Hilltop enclosure, Rathmoon, Co. Wicklow
Co. Wicklow |
Enclosures
On a low hill in the undulating countryside of County Wicklow, there was once a circular earthwork roughly 120 metres across, large enough to enclose several football pitches.
It sat with open views to the south and west, the kind of position that suggests whoever built it wanted either to watch the surrounding land or to be seen upon it. Today, almost nothing of it remains above ground.
The enclosure appears on the 1907 Ordnance Survey six-inch map as a clearly defined, approximately circular bank, a form that places it broadly within the tradition of large enclosed sites found across Ireland, which range from ceremonial or assembly sites to early settlement enclosures, though the exact purpose of this one is not recorded. When archaeologists visited in 1989, the western portion of the bank was still legible, sitting at the edge of a pasture field with its earthwork reasonably intact. The eastern section had already been ploughed away under a barley crop. In the years since, the bank has been almost entirely levelled, leaving only a faint scarp along the southern edge as evidence that something once defined this hilltop in a deliberate and substantial way.

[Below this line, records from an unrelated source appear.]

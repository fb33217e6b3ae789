use crate::texture::{Shape, TextureMutSlice, TextureRef, TextureSlice};

/// Core trait for applying a transform from one texture into another.
///
/// Uses associated types for Input/Output so the texel types are fixed per transform.
/// Lifetimes are method-local, allowing flexible borrowing.
pub trait TextureTransform: Sized {
    type Input;
    type Output;

    /// Preparation step that can inspect data shape before transformation.
    ///
    /// Must be called again whenever the input shape changes.
    fn prepare(&mut self, in_shape: Shape, out_shape: Shape);

    /// Apply the transform from input texture to output texture.
    ///
    /// Every output texel is written.
    fn apply(
        &mut self,
        input: TextureSlice<'_, Self::Input>,
        output: TextureMutSlice<'_, Self::Output>,
    );

    /// Apply once. Alias for [TextureTransform::prepare] followed by [TextureTransform::apply].
    fn once(
        mut self,
        input: TextureSlice<'_, Self::Input>,
        output: TextureMutSlice<'_, Self::Output>,
    ) {
        self.prepare(input.shape(), output.shape());
        self.apply(input, output)
    }
}

pub mod prelude {
    pub use super::TextureTransform;
}
use itertools::Either;

/// Returns `true` when row `y` is walked right to left.
#[inline(always)]
pub const fn is_reversed_row(y: usize, serpentine: bool) -> bool {
    serpentine && y & 1 == 1
}

/// Column indices of row `y` in traversal order.
///
/// Even rows go left to right. With `serpentine`, odd rows go right to left.
#[inline]
pub fn row_columns(
    width: usize,
    y: usize,
    serpentine: bool,
) -> impl ExactSizeIterator<Item = usize> + DoubleEndedIterator {
    if is_reversed_row(y, serpentine) {
        Either::Right((0..width).rev())
    } else {
        Either::Left(0..width)
    }
}

/// A grid iterator that yields (x, y, pixel_idx) tuples.
///
/// Rows are visited top to bottom. Within a row the direction is given by
/// [row_columns], so with `serpentine` the scan is boustrophedon.
#[derive(Debug, Clone, Copy)]
pub struct GridIterator {
    width: usize,
    height: usize,
    serpentine: bool,
    /// position within the current row, in traversal order
    col: usize,
    y: usize,
    visited: usize,
}

impl GridIterator {
    /// Plain raster order.
    #[inline]
    pub const fn new(width: usize, height: usize) -> Self {
        Self::with_serpentine(width, height, false)
    }

    #[inline]
    pub const fn with_serpentine(width: usize, height: usize, serpentine: bool) -> Self {
        Self {
            width,
            height,
            serpentine,
            col: 0,
            y: 0,
            visited: 0,
        }
    }
}

impl Iterator for GridIterator {
    type Item = (usize, usize, usize);

    #[inline]
    fn next(&mut self) -> Option<Self::Item> {
        if self.y >= self.height || self.width == 0 {
            return None;
        }

        let x = if is_reversed_row(self.y, self.serpentine) {
            self.width - 1 - self.col
        } else {
            self.col
        };
        let result = (x, self.y, self.y * self.width + x);

        self.visited += 1;
        self.col += 1;

        if self.col >= self.width {
            self.col = 0;
            self.y += 1;
        }

        Some(result)
    }

    #[inline]
    fn size_hint(&self) -> (usize, Option<usize>) {
        let remaining = self.len();
        (remaining, Some(remaining))
    }
}

impl ExactSizeIterator for GridIterator {
    #[inline]
    fn len(&self) -> usize {
        self.width * self.height - self.visited
    }
}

The site sits in a quiet part of Wicklow where the land rolls rather than climbs sharply, and the low hill it occupies would have offered a modest but genuine commanding presence over its surroundings. What a visitor finds now is effectively a field, with the southern scarp, a slight step in the ground where the bank once ran, as the only physical trace. It asks something of the imagination, but knowing the scale of what once stood here, 120 metres of continuous earthwork curving around a hilltop, makes that scarp worth pausing over.